[Stored data]
Start of Block

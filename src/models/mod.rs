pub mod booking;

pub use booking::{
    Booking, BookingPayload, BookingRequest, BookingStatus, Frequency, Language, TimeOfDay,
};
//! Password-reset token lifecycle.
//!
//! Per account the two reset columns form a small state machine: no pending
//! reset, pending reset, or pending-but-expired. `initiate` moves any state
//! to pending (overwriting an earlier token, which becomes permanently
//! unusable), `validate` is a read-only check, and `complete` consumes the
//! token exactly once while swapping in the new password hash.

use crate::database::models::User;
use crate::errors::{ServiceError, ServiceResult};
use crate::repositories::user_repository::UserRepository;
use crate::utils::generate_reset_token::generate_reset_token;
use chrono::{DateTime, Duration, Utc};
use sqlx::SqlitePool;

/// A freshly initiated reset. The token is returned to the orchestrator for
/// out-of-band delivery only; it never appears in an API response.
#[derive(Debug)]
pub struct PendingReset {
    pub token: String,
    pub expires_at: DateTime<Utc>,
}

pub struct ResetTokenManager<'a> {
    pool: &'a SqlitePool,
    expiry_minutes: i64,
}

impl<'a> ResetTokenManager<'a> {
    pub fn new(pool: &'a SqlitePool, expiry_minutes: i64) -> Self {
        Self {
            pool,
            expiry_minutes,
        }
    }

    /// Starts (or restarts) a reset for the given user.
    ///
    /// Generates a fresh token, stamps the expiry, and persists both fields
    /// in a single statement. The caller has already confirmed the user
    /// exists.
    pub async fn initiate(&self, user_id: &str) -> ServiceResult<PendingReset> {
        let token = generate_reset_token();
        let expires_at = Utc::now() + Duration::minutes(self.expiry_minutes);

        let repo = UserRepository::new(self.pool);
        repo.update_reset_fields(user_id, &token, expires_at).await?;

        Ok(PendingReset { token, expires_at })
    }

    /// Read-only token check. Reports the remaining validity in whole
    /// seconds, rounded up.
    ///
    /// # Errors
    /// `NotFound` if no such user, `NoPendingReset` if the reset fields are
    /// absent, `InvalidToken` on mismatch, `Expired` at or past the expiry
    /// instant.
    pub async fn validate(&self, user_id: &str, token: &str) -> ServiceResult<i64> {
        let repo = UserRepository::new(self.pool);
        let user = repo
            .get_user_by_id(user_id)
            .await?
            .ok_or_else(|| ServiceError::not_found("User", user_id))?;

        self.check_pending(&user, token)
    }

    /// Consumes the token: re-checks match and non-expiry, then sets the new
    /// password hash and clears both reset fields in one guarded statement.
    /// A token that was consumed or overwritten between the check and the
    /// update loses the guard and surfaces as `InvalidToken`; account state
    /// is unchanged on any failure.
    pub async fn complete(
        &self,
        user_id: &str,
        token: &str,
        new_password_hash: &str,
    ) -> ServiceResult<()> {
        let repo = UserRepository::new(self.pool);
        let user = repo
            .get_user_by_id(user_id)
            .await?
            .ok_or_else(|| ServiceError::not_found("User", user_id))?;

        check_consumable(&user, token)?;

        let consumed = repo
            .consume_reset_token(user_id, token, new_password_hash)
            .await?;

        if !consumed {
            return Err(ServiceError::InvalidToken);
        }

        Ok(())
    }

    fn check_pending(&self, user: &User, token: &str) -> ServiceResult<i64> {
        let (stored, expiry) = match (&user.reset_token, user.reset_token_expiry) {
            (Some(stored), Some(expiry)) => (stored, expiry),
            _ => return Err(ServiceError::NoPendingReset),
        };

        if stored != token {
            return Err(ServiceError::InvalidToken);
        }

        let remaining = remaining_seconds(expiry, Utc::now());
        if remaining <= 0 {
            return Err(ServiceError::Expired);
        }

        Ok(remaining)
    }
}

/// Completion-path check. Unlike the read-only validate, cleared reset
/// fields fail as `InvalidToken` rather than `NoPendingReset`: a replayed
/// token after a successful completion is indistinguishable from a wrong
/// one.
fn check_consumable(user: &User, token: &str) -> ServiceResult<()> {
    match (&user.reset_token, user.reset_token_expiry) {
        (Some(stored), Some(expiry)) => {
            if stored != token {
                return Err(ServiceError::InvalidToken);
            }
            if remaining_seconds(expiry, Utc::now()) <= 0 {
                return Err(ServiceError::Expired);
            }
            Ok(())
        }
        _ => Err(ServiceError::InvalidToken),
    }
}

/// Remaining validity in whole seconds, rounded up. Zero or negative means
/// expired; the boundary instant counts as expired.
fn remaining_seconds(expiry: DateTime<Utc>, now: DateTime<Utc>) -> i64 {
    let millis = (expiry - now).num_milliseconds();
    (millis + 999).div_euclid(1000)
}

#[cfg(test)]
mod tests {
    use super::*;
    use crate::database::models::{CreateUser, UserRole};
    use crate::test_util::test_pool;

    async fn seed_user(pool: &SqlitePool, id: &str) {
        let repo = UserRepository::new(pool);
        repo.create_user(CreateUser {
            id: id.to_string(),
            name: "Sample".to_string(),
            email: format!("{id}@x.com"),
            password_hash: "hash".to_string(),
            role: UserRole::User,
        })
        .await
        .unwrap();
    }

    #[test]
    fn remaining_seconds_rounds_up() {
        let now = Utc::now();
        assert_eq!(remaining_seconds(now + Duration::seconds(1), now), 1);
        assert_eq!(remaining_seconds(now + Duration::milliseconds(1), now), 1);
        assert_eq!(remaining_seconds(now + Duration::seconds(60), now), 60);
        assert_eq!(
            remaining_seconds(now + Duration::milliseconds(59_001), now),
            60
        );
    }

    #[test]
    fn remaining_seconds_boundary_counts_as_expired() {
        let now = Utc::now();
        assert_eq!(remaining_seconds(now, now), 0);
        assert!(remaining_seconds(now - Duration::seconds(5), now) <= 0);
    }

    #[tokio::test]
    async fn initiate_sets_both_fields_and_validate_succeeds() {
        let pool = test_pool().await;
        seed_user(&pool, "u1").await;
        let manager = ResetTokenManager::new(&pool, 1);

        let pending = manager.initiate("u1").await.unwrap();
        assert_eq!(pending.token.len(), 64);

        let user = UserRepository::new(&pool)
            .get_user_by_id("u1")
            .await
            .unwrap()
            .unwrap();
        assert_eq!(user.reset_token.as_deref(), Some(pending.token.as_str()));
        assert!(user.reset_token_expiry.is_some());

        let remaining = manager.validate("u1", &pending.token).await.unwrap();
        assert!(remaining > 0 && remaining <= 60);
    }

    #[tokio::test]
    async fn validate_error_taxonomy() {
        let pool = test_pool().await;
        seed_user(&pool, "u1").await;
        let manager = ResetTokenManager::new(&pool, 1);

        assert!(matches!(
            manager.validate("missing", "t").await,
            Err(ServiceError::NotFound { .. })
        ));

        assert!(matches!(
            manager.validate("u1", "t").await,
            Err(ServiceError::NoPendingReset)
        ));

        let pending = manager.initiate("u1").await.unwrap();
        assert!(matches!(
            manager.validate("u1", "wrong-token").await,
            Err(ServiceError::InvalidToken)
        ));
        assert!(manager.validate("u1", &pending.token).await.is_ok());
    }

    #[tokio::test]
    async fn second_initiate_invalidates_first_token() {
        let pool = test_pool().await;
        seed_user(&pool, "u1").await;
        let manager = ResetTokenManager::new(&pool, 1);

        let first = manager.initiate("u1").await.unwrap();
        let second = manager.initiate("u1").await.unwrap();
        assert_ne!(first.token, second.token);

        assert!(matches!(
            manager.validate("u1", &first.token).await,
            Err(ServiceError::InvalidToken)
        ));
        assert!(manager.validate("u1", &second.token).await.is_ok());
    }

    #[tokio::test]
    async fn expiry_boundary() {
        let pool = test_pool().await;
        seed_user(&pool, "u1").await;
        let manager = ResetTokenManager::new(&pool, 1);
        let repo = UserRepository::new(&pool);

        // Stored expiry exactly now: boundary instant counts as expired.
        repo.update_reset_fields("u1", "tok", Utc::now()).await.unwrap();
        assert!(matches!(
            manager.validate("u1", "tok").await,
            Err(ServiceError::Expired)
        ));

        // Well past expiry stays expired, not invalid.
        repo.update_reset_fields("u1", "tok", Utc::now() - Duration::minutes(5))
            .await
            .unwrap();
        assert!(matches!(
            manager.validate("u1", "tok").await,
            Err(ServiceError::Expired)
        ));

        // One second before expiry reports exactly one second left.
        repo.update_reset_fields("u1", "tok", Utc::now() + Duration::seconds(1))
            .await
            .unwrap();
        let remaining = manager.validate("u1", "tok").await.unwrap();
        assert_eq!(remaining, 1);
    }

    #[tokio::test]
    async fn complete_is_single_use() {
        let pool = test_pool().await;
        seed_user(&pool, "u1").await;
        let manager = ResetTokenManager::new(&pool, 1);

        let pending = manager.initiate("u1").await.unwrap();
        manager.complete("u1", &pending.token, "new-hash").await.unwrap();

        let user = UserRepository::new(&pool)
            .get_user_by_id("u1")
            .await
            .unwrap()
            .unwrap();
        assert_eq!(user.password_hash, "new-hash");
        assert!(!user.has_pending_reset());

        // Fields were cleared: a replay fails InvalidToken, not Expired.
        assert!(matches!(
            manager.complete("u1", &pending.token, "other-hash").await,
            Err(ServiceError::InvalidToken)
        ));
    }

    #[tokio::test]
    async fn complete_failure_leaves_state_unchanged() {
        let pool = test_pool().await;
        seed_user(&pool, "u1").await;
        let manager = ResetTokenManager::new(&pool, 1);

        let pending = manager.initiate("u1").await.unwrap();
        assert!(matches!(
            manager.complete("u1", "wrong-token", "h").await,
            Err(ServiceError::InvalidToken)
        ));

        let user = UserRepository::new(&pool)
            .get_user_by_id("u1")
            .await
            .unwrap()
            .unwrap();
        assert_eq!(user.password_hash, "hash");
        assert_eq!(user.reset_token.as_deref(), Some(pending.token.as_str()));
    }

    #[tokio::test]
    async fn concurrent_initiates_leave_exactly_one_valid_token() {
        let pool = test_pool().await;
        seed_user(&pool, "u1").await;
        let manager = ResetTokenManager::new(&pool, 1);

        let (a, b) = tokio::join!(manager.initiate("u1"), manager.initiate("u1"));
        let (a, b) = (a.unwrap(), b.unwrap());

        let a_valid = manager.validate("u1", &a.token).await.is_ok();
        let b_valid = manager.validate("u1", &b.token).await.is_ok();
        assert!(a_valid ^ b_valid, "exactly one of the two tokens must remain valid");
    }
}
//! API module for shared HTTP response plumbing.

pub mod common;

End of Block

_What this task involves:_ Across the records above, tally the lines that contain "SqlitePool" and give the result as a number alone.

_Answer space:_ 4